Quando i big del mattone si muovono, di solito a Roma sono guai. Grattacapi a non finire per chi non ha le spalle abbastanza larghe per contenerne le mire espansionistiche: nella lista delle vittime eccellenti del sistema Parnasi, oltre al Campidoglio, c’è pure Atac. Già, perché anche la municipalizzata dei trasporti — che di problemi, tra stato del servizio e un concordato pendente, ne ha già abbastanza — a suo tempo ha fatto affari con Parsitalia, società del gruppo di proprietà del costruttore finito in carcere dopo il blitz della procura sullo Stadio della Roma. Soldi, tanti soldi, in cambio di cemento e dell’immancabile contenzioso milionario. Per il suo nuovo quartiere generale al Castellaccio, neoagglomerato urbano a ridosso dell’Eur, l’azienda di via Prenestina rischia di dover pagare 20 milioni di euro di penale. Senza che la sede sia stata neppure battezzata. Come sanno bene i magistrati della procura della Corte dei Conti, quei 26 mila metri quadrati sono immacolati. Un monumento allo spreco di risorse pubbliche, come hanno sottolineato nei loro esposti Marco Rettighieri e Armando Brandolese, l’ex direttore generale e il vecchio amministratore delegato del carrozzone da 1,34 miliardi di euro di debiti controllato dal Comune.
Nella loro denuncia, i due manager ripercorrono le tappe dell’affare e il report ha dell’assurdo. Si parte dal 2006, in era Veltroni. Ma a definire l’operazione, solo abbozzata dalla giunta di centrosinistra, sarà il sindaco Gianni Alemanno. Palazzo Senatorio decide di dotare Atac di una nuova sede. Ed è l’allora ad Adalberto Bertucci a trovare l’accordo con Bnp Paribas, proprietaria dell’area calata nel IX municipio. Nel bel mezzo della trattativa, la superficie della futura sede passa da 21 mila a 26 mila metri quadrati e il prezzo da versare per arrivare alla stretta di mano sale da 99 a 118 milioni. I primi 20 vengono versati immediatamente, a titolo di anticipo, nel 2009.
Via libera, i lavori possono partire. Non senza intoppi: immancabile è il contenzioso sui riardi nell’avvio dei cantieri affidati a Parnasi. Ed è l’inizio della fine: la municipalizzata fa dietrofront. Transazione: non comprerà più l’immobile, impegnandosi invece ad affittarlo per 7 milioni e 980 mila euro l’anno con un contratto 9+9. Il conto, come hanno ricostruito i manager rimossi da Virginia Raggi al terzo mese da sindaca, schizza a quota 144 milioni di euro. Ma non è finita qui. Perché ora il cortocircuito è completo ed è finito in tribunale. La sede è stata ultimata lo scorso settembre. Atac, però, non la vuole. Ma l’azienda non ha nemmeno riconsegnato le chiavi. Ecco perché Bnp Paribas, mese dopo mese, ha iniziato a decuratre l’affitto dal fondo di 20 milioni versato come anticipo. La controllata del Campidoglio, invece, si è aggrappata alla contro fideiussione di garanzia dell’istituto di credito. Si attendono novità dai giudici.

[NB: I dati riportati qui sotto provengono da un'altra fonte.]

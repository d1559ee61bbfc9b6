use axum::{
    extract::{FromRequest, Request},
    Json,
};
use serde::de::DeserializeOwned;
use validator::Validate;

use crate::error::HttpError;

/// JSON extractor that runs `validator` rules after deserialization and
/// rejects bad payloads with 422.
pub struct ValidatedJson<T>(pub T);

impl<S, T> FromRequest<S> for ValidatedJson<T>
where
    T: DeserializeOwned + Validate,
    S: Send + Sync,
{
    type Rejection = HttpError;

    async fn from_request(req: Request, state: &S) -> Result<Self, Self::Rejection> {
        let Json(value) = Json::<T>::from_request(req, state)
            .await
            .map_err(|err| HttpError::Validation {
                message: err.to_string(),
            })?;
        value.validate().map_err(|err| HttpError::Validation {
            message: err.to_string(),
        })?;
        Ok(ValidatedJson(value))
    }
}
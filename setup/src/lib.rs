pub mod app;

pub use app::{build_and_run, Application};
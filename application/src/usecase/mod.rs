pub mod evaluate;

pub use evaluate::{EvaluationUseCase, EvaluationUseCaseImpl};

Si appella invece alla «giustizia divina» Gaetano Papalia nella lettera aperta che ieri ha pubblicato online. L’autore è il titolare della Sais, ex proprietaria dei terreni di Tor di Valle. Quelli dello stadio della Roma. La missiva virtuale è un compendio di accuse al costruttore: «Signor Luca Parnasi, a scriverle è quello “scemo di guerra dell’ex proprietario dell’area di Tor di Valle”». Così Papalia viene definito in una conversazione dell’imprenditore con l’avvocato Luca Lanzalone datata primo giugno 2017. Ora la vendetta: «A scriverle è quel “cialtrone” (altra definizione di Parnasi, ndr) col quale lei negoziò dal marzo 2010 al giugno 2013 l’acquisto dell’area di Tor di Valle, quando la Sais, che ne era proprietaria, non era stata ancora fatta fallire dalle sue scorrettezze imprenditoriali. La sua società assestò alla mia il colpo di grazie, rifiutandosi di pagare una quota di prezzo dovuta a seguito della liberazione dell’area acquistata. Il suo obiettivo, come appare del tutto evidente, è stato quello di affondare la Sais». Solo il principio della tempesta perfetta che si è abbattuta sul progetto dello stadio della Roma e sulla politica romana e nazionale.